╭─ Entries supplied
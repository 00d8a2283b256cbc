//! wmi-keysd library entry point.
//!
//! Re-exports all modules so that integration tests in `tests/` and the
//! binary entry point in `main.rs` share the same module tree.
//!
//! # What does the daemon do?
//!
//! On Asus laptops driven by `asus-nb-wmi`, the camera key and the MyAsus
//! key arrive as raw WMI scan codes that nothing on the desktop understands.
//! The daemon:
//!
//! 1. Finds the webcam (by the "webcam" device name in the input listing and
//!    its USB vendor/product) and the WMI hotkey device's event node.
//! 2. Grabs the WMI event node so the unmapped codes stop leaking out.
//! 3. Creates a small virtual keyboard.
//! 4. Polls the WMI node: the camera key toggles the webcam's USB
//!    configuration (or sends Shift+Meta+R if there is no usable camera), and
//!    the MyAsus key sends Shift+Meta+T.

/// Application layer: the event dispatcher and its ports.
pub mod application;

/// Startup wiring: device resolution and fatal-error policy.
pub mod bootstrap;

/// Infrastructure layer: procfs/sysfs, evdev, uinput adapters.
pub mod infrastructure;
//! Infrastructure layer for the daemon.
//!
//! Contains the OS-facing adapters behind the application ports:
//!
//! - **`config`** – [`DaemonConfig`](config::DaemonConfig): filesystem
//!   locations and the poll interval, with environment overrides.
//! - **`locator`** – Reads `/proc/bus/input/devices` and walks
//!   `/sys/bus/usb/devices` to find the WMI keyboard and the webcam.
//! - **`camera_power`** – `bConfigurationValue`-backed
//!   [`CameraPower`](crate::application::dispatch::CameraPower).
//! - **`key_source`** – Grabbed, non-blocking evdev reader for the WMI
//!   keyboard.
//! - **`shortcut_sink`** – uinput virtual keyboard.
//!
//! Each port module also has a `mock` submodule with an in-memory
//! implementation for tests.
//!
//! **Dependency rule**: this layer may depend on `application` and
//! `wmi_keys_core`, but MUST NOT be imported by the `application` layer.

pub mod camera_power;
pub mod config;
pub mod key_source;
pub mod locator;
pub mod shortcut_sink;
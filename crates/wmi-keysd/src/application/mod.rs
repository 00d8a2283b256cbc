//! Application layer for the daemon.
//!
//! - **`dispatch`** – The event dispatcher: drains WMI key events, classifies
//!   them, and drives the camera power port or the shortcut sink port.  The
//!   ports ([`KeyEventSource`](dispatch::KeyEventSource),
//!   [`CameraPower`](dispatch::CameraPower),
//!   [`ShortcutSink`](dispatch::ShortcutSink)) are traits; the evdev, sysfs
//!   and uinput implementations live in the infrastructure layer and are
//!   injected at construction time.
//!
//! **Dependency rule**: this layer depends on `wmi_keys_core` only.  It MUST
//! NOT import anything from `infrastructure`.

pub mod dispatch;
╰─
> _Exercise aim_
Could you write out, unchanged, the line with "layer and are" and every line after it in the data above?

> _Answer area_
//!   and uinput implementations live in the infrastructure layer and are
//!   injected at construction time.
//!
//! **Dependency rule**: this layer depends on `wmi_keys_core` only.  It MUST
//! NOT import anything from `infrastructure`.

pub mod dispatch;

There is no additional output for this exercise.